Problem to work on: In the material below, find each line that contains the word "reference" and copy it.

Information supplied:

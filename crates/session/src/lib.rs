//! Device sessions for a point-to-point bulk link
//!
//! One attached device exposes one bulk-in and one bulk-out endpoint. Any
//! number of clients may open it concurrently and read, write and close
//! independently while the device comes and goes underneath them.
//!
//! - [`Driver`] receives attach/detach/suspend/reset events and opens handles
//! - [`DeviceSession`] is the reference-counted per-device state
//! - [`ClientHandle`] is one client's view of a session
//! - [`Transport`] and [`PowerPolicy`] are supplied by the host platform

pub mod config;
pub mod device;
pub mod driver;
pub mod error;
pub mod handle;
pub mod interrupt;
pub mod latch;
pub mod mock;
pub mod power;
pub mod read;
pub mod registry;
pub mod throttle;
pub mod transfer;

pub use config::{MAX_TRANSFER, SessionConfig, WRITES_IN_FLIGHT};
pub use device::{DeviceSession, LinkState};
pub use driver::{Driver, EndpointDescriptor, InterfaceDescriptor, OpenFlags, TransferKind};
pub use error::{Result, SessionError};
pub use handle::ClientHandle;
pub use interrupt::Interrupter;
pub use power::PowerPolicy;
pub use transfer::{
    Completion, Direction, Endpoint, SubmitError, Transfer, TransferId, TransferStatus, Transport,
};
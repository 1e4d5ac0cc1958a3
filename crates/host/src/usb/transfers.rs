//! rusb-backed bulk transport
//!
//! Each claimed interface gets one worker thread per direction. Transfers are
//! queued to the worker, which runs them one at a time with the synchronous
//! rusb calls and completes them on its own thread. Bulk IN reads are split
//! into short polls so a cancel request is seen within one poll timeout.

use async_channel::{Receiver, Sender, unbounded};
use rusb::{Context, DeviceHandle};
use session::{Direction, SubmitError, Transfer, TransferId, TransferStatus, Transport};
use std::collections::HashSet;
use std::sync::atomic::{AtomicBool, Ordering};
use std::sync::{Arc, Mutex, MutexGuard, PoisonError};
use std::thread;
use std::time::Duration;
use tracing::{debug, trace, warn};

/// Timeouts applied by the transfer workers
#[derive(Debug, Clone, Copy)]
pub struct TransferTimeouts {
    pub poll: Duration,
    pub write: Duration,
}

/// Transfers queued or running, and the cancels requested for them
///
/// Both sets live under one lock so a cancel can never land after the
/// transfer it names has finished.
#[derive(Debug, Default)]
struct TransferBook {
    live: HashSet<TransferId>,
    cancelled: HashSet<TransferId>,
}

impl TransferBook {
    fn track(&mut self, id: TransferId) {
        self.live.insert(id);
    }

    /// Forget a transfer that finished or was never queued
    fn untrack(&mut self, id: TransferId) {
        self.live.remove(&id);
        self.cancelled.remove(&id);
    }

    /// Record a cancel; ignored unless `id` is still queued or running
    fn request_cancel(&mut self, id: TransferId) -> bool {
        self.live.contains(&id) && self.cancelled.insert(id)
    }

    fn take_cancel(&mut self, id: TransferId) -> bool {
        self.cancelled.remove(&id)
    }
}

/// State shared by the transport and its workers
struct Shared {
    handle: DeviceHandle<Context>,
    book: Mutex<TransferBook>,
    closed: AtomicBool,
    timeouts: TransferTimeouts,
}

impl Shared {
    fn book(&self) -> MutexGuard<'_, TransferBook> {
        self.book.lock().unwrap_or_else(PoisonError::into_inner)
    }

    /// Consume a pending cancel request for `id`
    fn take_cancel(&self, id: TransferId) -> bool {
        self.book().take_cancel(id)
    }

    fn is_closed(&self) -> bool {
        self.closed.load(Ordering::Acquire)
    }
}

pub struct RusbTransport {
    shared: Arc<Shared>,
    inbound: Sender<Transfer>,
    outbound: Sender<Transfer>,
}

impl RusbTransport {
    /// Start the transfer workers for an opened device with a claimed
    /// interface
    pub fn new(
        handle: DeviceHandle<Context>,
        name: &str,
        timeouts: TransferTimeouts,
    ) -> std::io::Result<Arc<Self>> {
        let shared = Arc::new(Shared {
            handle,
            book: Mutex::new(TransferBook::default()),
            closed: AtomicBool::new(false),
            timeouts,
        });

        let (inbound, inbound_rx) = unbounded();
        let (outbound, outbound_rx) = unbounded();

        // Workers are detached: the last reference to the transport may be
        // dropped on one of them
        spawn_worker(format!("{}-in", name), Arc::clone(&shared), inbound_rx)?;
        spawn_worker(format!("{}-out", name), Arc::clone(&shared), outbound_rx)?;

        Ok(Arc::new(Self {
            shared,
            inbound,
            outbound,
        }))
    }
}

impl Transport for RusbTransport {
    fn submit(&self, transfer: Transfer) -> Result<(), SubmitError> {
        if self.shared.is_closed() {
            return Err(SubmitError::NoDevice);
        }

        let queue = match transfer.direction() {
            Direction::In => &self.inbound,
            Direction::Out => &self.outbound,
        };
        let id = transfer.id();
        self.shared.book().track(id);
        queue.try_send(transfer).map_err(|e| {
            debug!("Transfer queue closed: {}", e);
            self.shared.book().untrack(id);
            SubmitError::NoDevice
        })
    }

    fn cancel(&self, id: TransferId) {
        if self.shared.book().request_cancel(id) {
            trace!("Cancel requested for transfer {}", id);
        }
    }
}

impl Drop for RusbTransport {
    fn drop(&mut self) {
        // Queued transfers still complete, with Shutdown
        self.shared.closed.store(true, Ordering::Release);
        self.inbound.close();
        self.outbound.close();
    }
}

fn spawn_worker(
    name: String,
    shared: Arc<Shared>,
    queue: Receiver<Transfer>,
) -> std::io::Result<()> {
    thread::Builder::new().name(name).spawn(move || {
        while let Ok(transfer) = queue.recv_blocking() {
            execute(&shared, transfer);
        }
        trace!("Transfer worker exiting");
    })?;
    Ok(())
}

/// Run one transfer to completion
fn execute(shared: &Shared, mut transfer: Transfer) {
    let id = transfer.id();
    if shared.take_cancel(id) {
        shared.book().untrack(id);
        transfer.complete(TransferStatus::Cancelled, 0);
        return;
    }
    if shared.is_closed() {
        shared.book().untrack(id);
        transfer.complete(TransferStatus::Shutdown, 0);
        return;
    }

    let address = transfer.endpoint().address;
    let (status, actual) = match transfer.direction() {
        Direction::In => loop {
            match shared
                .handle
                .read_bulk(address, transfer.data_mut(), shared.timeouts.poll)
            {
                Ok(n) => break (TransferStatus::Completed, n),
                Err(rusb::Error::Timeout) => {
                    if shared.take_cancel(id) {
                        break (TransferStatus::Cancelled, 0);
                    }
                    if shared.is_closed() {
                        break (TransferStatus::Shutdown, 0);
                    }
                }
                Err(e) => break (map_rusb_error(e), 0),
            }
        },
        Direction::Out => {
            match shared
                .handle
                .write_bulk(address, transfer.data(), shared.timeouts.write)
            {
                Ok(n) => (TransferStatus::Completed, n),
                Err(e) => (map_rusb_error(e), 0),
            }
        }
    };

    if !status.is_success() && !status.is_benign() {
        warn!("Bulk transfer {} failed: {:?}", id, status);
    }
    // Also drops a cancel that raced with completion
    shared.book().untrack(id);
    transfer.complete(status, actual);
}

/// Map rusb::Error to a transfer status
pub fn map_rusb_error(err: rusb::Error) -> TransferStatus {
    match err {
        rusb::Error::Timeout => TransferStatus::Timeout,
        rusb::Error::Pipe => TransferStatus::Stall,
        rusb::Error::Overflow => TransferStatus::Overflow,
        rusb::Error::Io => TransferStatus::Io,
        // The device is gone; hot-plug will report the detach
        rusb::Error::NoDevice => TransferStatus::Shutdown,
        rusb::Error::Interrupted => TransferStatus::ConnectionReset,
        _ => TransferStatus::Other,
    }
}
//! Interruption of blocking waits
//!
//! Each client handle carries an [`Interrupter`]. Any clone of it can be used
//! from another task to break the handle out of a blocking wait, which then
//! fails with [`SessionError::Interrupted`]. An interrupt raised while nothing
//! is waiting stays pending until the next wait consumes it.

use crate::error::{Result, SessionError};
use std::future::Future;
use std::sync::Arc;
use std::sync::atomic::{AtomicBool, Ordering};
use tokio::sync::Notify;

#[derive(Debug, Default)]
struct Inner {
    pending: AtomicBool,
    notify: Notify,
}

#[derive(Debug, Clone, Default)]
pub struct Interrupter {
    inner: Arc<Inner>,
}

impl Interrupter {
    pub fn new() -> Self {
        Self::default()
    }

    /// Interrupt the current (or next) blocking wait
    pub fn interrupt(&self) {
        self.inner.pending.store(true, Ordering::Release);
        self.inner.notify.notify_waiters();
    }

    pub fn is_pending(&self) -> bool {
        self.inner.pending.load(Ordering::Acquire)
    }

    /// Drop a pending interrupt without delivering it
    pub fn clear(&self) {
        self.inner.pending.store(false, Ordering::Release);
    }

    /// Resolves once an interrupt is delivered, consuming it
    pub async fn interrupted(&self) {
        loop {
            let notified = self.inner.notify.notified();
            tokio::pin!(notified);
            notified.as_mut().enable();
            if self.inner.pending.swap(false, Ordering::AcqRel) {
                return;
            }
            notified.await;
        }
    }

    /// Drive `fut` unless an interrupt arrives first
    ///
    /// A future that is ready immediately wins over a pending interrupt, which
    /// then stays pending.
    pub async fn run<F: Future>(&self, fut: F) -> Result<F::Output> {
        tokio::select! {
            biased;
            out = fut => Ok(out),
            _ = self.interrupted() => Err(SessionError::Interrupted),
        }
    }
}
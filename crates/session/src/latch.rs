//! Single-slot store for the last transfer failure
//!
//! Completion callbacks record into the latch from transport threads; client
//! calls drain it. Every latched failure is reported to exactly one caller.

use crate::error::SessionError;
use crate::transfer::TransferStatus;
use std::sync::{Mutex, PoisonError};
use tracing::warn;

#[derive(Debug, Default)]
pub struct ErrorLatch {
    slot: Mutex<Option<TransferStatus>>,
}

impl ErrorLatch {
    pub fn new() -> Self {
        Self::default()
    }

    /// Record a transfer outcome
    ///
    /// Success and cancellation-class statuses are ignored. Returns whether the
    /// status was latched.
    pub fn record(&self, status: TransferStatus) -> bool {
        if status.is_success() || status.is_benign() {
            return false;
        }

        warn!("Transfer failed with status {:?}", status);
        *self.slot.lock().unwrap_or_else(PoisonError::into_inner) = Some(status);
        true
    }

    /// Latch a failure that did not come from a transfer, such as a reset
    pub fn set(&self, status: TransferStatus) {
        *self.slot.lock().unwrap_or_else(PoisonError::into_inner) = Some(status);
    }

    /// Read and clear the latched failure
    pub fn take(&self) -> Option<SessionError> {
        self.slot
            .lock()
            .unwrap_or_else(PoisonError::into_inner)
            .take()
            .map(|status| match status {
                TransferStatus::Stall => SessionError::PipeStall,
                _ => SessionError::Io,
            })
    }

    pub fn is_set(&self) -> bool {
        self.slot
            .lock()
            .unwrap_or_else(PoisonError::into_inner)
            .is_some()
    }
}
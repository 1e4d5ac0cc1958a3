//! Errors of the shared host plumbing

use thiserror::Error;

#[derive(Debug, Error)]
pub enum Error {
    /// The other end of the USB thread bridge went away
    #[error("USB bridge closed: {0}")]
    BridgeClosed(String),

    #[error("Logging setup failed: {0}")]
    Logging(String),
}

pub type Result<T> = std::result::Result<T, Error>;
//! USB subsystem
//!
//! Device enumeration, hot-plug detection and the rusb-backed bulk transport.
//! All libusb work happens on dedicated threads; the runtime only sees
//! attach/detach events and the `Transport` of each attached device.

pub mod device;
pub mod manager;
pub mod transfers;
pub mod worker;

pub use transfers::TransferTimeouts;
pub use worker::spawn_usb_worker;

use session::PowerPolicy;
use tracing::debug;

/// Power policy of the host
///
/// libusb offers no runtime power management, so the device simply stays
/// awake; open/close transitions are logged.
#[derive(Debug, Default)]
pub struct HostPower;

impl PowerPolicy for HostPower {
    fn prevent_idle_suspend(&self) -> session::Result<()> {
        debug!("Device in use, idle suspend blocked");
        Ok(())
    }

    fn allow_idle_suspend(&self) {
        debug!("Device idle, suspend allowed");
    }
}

Expected answer:
//! - [`DeviceSession`] is the reference-counted per-device state
        // Workers are detached: the last reference to the transport may be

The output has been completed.